- _DATA EXTRACT_
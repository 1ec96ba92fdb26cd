use std::collections::BTreeMap;
use std::sync::Arc;

use crate::delegate::command::{CommandDelegate, DelegateConfig};
use crate::delegate::traits::Delegate;
use crate::error::Result;

/// Delegates addressable by name.
#[derive(Clone, Default)]
pub struct DelegateRegistry {
    delegates: BTreeMap<String, Arc<dyn Delegate>>,
}

impl DelegateRegistry {
    pub fn new() -> Self {
        Self::default()
    }

    /// Build command delegates for every `[[delegates]]` entry.
    pub fn from_configs(configs: &[DelegateConfig]) -> Result<Self> {
        let mut registry = Self::new();
        for config in configs {
            registry.register(Arc::new(CommandDelegate::from_config(config)?));
        }
        Ok(registry)
    }

    /// Register a delegate under its own name, replacing any previous one.
    pub fn register(&mut self, delegate: Arc<dyn Delegate>) {
        self.delegates.insert(delegate.name().to_string(), delegate);
    }

    pub fn get(&self, name: &str) -> Option<Arc<dyn Delegate>> {
        self.delegates.get(name).cloned()
    }

    pub fn contains(&self, name: &str) -> bool {
        self.delegates.contains_key(name)
    }

    pub fn names(&self) -> Vec<&str> {
        self.delegates.keys().map(String::as_str).collect()
    }

    pub fn len(&self) -> usize {
        self.delegates.len()
    }

    pub fn is_empty(&self) -> bool {
        self.delegates.is_empty()
    }
}

impl std::fmt::Debug for DelegateRegistry {
    fn fmt(&self, f: &mut std::fmt::Formatter<'_>) -> std::fmt::Result {
        f.debug_struct("DelegateRegistry")
            .field("delegates", &self.names())
            .finish()
    }
}
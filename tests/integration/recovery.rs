//! Checkpoint persistence and resumption across engine instances.
//!
//! A second engine built over the same checkpoint directory stands in for a
//! restarted process.

use std::sync::Arc;

use tempfile::TempDir;

use conductor::checkpoint::{Checkpoint, CheckpointStore, FileCheckpointStore};
use conductor::coordinator::{next_action, NextAction, TaskRequest};
use conductor::core::invocation::ErrorKind;
use conductor::core::pipeline::{Pipeline, StageSpec, SubtaskSpec};
use conductor::core::task::TaskStatus;

use crate::fixtures::{fast_config, settle, wait_for_checkpoint, Harness, Reply, ScriptedDelegate};

fn file_store(dir: &TempDir) -> Arc<dyn CheckpointStore> {
    Arc::new(FileCheckpointStore::new(dir.path()))
}

fn pair_pipeline() -> Pipeline {
    Pipeline::new(vec![StageSpec::new(
        "research",
        vec![
            SubtaskSpec::new("web", "web_team"),
            SubtaskSpec::new("papers", "papers_team"),
        ],
    )])
}

#[tokio::test]
async fn test_checkpoint_roundtrip_through_files() {
    let dir = TempDir::new().unwrap();
    let harness = Harness::with_store(
        fast_config(),
        &[ScriptedDelegate::new("research_team", vec![Reply::score(3.5)])],
        file_store(&dir),
    );

    let (task_id, status) = harness
        .run(TaskRequest::new("Persist me").with_pipeline(Pipeline::single("research", "research_team")))
        .await;
    assert_eq!(status, TaskStatus::Completed);

    let first = dir.path().join(task_id.to_string()).join("0000000001.json");
    assert!(first.exists());

    let latest = harness.store.latest(task_id).await.unwrap().unwrap();
    let text = serde_json::to_string(&latest).unwrap();
    let back: Checkpoint = serde_json::from_str(&text).unwrap();
    assert_eq!(back.state.status(), latest.state.status());
    assert_eq!(back.state.invocations, latest.state.invocations);
    assert_eq!(back.state.verdicts, latest.state.verdicts);
    assert_eq!(back, latest);
}

/// Test: resumed parked task
/// Given a task parked in HumanReview by one engine
/// When a fresh engine over the same directory resumes it
/// Then it sees the same state and computes the same next action
#[tokio::test]
async fn test_fresh_engine_resumes_parked_task() {
    let dir = TempDir::new().unwrap();
    let mut config = fast_config();
    config.quality.max_revisions = 0;

    let first = Harness::with_store(
        config.clone(),
        &[ScriptedDelegate::new("research_team", vec![Reply::score(2.0)])],
        file_store(&dir),
    );
    let (task_id, status) = first
        .run(TaskRequest::new("Park and restart").with_pipeline(Pipeline::single("research", "research_team")))
        .await;
    assert_eq!(status, TaskStatus::HumanReview);
    let before = first.engine.state(task_id).await.unwrap();

    let team = ScriptedDelegate::new("research_team", vec![Reply::score(4.7)]);
    let second = Harness::with_store(config, &[team.clone()], file_store(&dir));
    assert_eq!(second.engine.status(task_id).await.unwrap().status, TaskStatus::HumanReview);

    let resumed = second.engine.resume(task_id).await.unwrap();
    assert_eq!(resumed, TaskStatus::HumanReview);
    let after = second.engine.state(task_id).await.unwrap();
    assert_eq!(after, before);
    assert_eq!(next_action(&after), next_action(&before));
    assert!(matches!(next_action(&after), NextAction::AwaitOperator { .. }));
    assert_eq!(team.calls(), 0);
}

#[tokio::test]
async fn test_interrupted_wave_is_retried_after_restart() {
    let dir = TempDir::new().unwrap();
    let config = fast_config();

    // The first engine's delegates never answer; its wave is left open.
    let first = Harness::with_store(
        config.clone(),
        &[
            ScriptedDelegate::always("web_team", Reply::Hang),
            ScriptedDelegate::always("papers_team", Reply::Hang),
        ],
        file_store(&dir),
    );
    let task_id = first
        .engine
        .submit(TaskRequest::new("Crash mid-wave").with_pipeline(pair_pipeline()))
        .await
        .unwrap();
    wait_for_checkpoint(&first.store, task_id, TaskStatus::AwaitingResults).await;

    let crashed = first.store.latest(task_id).await.unwrap().unwrap();
    match next_action(&crashed.state) {
        NextAction::AwaitWave { outstanding } => assert_eq!(outstanding.len(), 2),
        other => panic!("unexpected next action: {:?}", other),
    }

    let web = ScriptedDelegate::new("web_team", vec![]);
    let papers = ScriptedDelegate::new("papers_team", vec![]);
    let second = Harness::with_store(config, &[web.clone(), papers.clone()], file_store(&dir));
    second.engine.resume(task_id).await.unwrap();
    assert_eq!(settle(&second.engine, task_id).await, TaskStatus::Completed);

    let state = second.engine.state(task_id).await.unwrap();
    let interrupted = state
        .invocations
        .iter()
        .filter(|i| i.error_kind() == Some(ErrorKind::Interrupted))
        .count();
    assert_eq!(interrupted, 2);
    assert_eq!((web.calls(), papers.calls()), (1, 1));

    // The restart continued the same gap-free log.
    let history = second.engine.history(task_id).await.unwrap();
    assert!(history.len() as u64 > crashed.sequence);
    for (i, checkpoint) in history.iter().enumerate() {
        assert_eq!(checkpoint.sequence, i as u64 + 1);
    }
}

#[tokio::test]
async fn test_resume_all_skips_finished_tasks() {
    let dir = TempDir::new().unwrap();
    let mut config = fast_config();
    config.quality.max_revisions = 0;
    let pipeline = Pipeline::single("research", "research_team");

    let first = Harness::with_store(
        config.clone(),
        &[ScriptedDelegate::new(
            "research_team",
            vec![Reply::score(4.5), Reply::score(1.0)],
        )],
        file_store(&dir),
    );
    let (done, _) = first
        .run(TaskRequest::new("Finished").with_pipeline(pipeline.clone()))
        .await;
    let (parked, status) = first
        .run(TaskRequest::new("Parked").with_pipeline(pipeline))
        .await;
    assert_eq!(status, TaskStatus::HumanReview);

    let second = Harness::with_store(config, &[], file_store(&dir));
    let resumed = second.engine.resume_all().await.unwrap();
    assert_eq!(resumed, vec![parked]);
    assert_eq!(second.engine.task_ids().await, vec![parked]);
    // Finished tasks stay queryable straight from the store.
    assert_eq!(second.engine.status(done).await.unwrap().status, TaskStatus::Completed);
}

- _ASSIGNMENT_
Retyping the data above exactly and in full is the task.

- _THE ANSWER_
repository 1ec96ba92fdb26cd
use std::collections::BTreeMap;
use std::sync::Arc;

use crate::delegate::command::{CommandDelegate, DelegateConfig};
use crate::delegate::traits::Delegate;
use crate::error::Result;

/// Delegates addressable by name.
#[derive(Clone, Default)]
pub struct DelegateRegistry {
    delegates: BTreeMap<String, Arc<dyn Delegate>>,
}

impl DelegateRegistry {
    pub fn new() -> Self {
        Self::default()
    }

    /// Build command delegates for every `[[delegates]]` entry.
    pub fn from_configs(configs: &[DelegateConfig]) -> Result<Self> {
        let mut registry = Self::new();
        for config in configs {
            registry.register(Arc::new(CommandDelegate::from_config(config)?));
        }
        Ok(registry)
    }

    /// Register a delegate under its own name, replacing any previous one.
    pub fn register(&mut self, delegate: Arc<dyn Delegate>) {
        self.delegates.insert(delegate.name().to_string(), delegate);
    }

    pub fn get(&self, name: &str) -> Option<Arc<dyn Delegate>> {
        self.delegates.get(name).cloned()
    }

    pub fn contains(&self, name: &str) -> bool {
        self.delegates.contains_key(name)
    }

    pub fn names(&self) -> Vec<&str> {
        self.delegates.keys().map(String::as_str).collect()
    }

    pub fn len(&self) -> usize {
        self.delegates.len()
    }

    pub fn is_empty(&self) -> bool {
        self.delegates.is_empty()
    }
}

impl std::fmt::Debug for DelegateRegistry {
    fn fmt(&self, f: &mut std::fmt::Formatter<'_>) -> std::fmt::Result {
        f.debug_struct("DelegateRegistry")
            .field("delegates", &self.names())
            .finish()
    }
}
filename tests/integration/recovery.rs
//! Checkpoint persistence and resumption across engine instances.
//!
//! A second engine built over the same checkpoint directory stands in for a
//! restarted process.

use std::sync::Arc;

use tempfile::TempDir;

use conductor::checkpoint::{Checkpoint, CheckpointStore, FileCheckpointStore};
use conductor::coordinator::{next_action, NextAction, TaskRequest};
use conductor::core::invocation::ErrorKind;
use conductor::core::pipeline::{Pipeline, StageSpec, SubtaskSpec};
use conductor::core::task::TaskStatus;

use crate::fixtures::{fast_config, settle, wait_for_checkpoint, Harness, Reply, ScriptedDelegate};

fn file_store(dir: &TempDir) -> Arc<dyn CheckpointStore> {
    Arc::new(FileCheckpointStore::new(dir.path()))
}

fn pair_pipeline() -> Pipeline {
    Pipeline::new(vec![StageSpec::new(
        "research",
        vec![
            SubtaskSpec::new("web", "web_team"),
            SubtaskSpec::new("papers", "papers_team"),
        ],
    )])
}

#[tokio::test]
async fn test_checkpoint_roundtrip_through_files() {
    let dir = TempDir::new().unwrap();
    let harness = Harness::with_store(
        fast_config(),
        &[ScriptedDelegate::new("research_team", vec![Reply::score(3.5)])],
        file_store(&dir),
    );

    let (task_id, status) = harness
        .run(TaskRequest::new("Persist me").with_pipeline(Pipeline::single("research", "research_team")))
        .await;
    assert_eq!(status, TaskStatus::Completed);

    let first = dir.path().join(task_id.to_string()).join("0000000001.json");
    assert!(first.exists());

    let latest = harness.store.latest(task_id).await.unwrap().unwrap();
    let text = serde_json::to_string(&latest).unwrap();
    let back: Checkpoint = serde_json::from_str(&text).unwrap();
    assert_eq!(back.state.status(), latest.state.status());
    assert_eq!(back.state.invocations, latest.state.invocations);
    assert_eq!(back.state.verdicts, latest.state.verdicts);
    assert_eq!(back, latest);
}

/// Test: resumed parked task
/// Given a task parked in HumanReview by one engine
/// When a fresh engine over the same directory resumes it
/// Then it sees the same state and computes the same next action
#[tokio::test]
async fn test_fresh_engine_resumes_parked_task() {
    let dir = TempDir::new().unwrap();
    let mut config = fast_config();
    config.quality.max_revisions = 0;

    let first = Harness::with_store(
        config.clone(),
        &[ScriptedDelegate::new("research_team", vec![Reply::score(2.0)])],
        file_store(&dir),
    );
    let (task_id, status) = first
        .run(TaskRequest::new("Park and restart").with_pipeline(Pipeline::single("research", "research_team")))
        .await;
    assert_eq!(status, TaskStatus::HumanReview);
    let before = first.engine.state(task_id).await.unwrap();

    let team = ScriptedDelegate::new("research_team", vec![Reply::score(4.7)]);
    let second = Harness::with_store(config, &[team.clone()], file_store(&dir));
    assert_eq!(second.engine.status(task_id).await.unwrap().status, TaskStatus::HumanReview);

    let resumed = second.engine.resume(task_id).await.unwrap();
    assert_eq!(resumed, TaskStatus::HumanReview);
    let after = second.engine.state(task_id).await.unwrap();
    assert_eq!(after, before);
    assert_eq!(next_action(&after), next_action(&before));
    assert!(matches!(next_action(&after), NextAction::AwaitOperator { .. }));
    assert_eq!(team.calls(), 0);
}

#[tokio::test]
async fn test_interrupted_wave_is_retried_after_restart() {
    let dir = TempDir::new().unwrap();
    let config = fast_config();

    // The first engine's delegates never answer; its wave is left open.
    let first = Harness::with_store(
        config.clone(),
        &[
            ScriptedDelegate::always("web_team", Reply::Hang),
            ScriptedDelegate::always("papers_team", Reply::Hang),
        ],
        file_store(&dir),
    );
    let task_id = first
        .engine
        .submit(TaskRequest::new("Crash mid-wave").with_pipeline(pair_pipeline()))
        .await
        .unwrap();
    wait_for_checkpoint(&first.store, task_id, TaskStatus::AwaitingResults).await;

    let crashed = first.store.latest(task_id).await.unwrap().unwrap();
    match next_action(&crashed.state) {
        NextAction::AwaitWave { outstanding } => assert_eq!(outstanding.len(), 2),
        other => panic!("unexpected next action: {:?}", other),
    }

    let web = ScriptedDelegate::new("web_team", vec![]);
    let papers = ScriptedDelegate::new("papers_team", vec![]);
    let second = Harness::with_store(config, &[web.clone(), papers.clone()], file_store(&dir));
    second.engine.resume(task_id).await.unwrap();
    assert_eq!(settle(&second.engine, task_id).await, TaskStatus::Completed);

    let state = second.engine.state(task_id).await.unwrap();
    let interrupted = state
        .invocations
        .iter()
        .filter(|i| i.error_kind() == Some(ErrorKind::Interrupted))
        .count();
    assert_eq!(interrupted, 2);
    assert_eq!((web.calls(), papers.calls()), (1, 1));

    // The restart continued the same gap-free log.
    let history = second.engine.history(task_id).await.unwrap();
    assert!(history.len() as u64 > crashed.sequence);
    for (i, checkpoint) in history.iter().enumerate() {
        assert_eq!(checkpoint.sequence, i as u64 + 1);
    }
}

#[tokio::test]
async fn test_resume_all_skips_finished_tasks() {
    let dir = TempDir::new().unwrap();
    let mut config = fast_config();
    config.quality.max_revisions = 0;
    let pipeline = Pipeline::single("research", "research_team");

    let first = Harness::with_store(
        config.clone(),
        &[ScriptedDelegate::new(
            "research_team",
            vec![Reply::score(4.5), Reply::score(1.0)],
        )],
        file_store(&dir),
    );
    let (done, _) = first
        .run(TaskRequest::new("Finished").with_pipeline(pipeline.clone()))
        .await;
    let (parked, status) = first
        .run(TaskRequest::new("Parked").with_pipeline(pipeline))
        .await;
    assert_eq!(status, TaskStatus::HumanReview);

    let second = Harness::with_store(config, &[], file_store(&dir));
    let resumed = second.engine.resume_all().await.unwrap();
    assert_eq!(resumed, vec![parked]);
    assert_eq!(second.engine.task_ids().await, vec![parked]);
    // Finished tasks stay queryable straight from the store.
    assert_eq!(second.engine.status(done).await.unwrap().status, TaskStatus::Completed);
}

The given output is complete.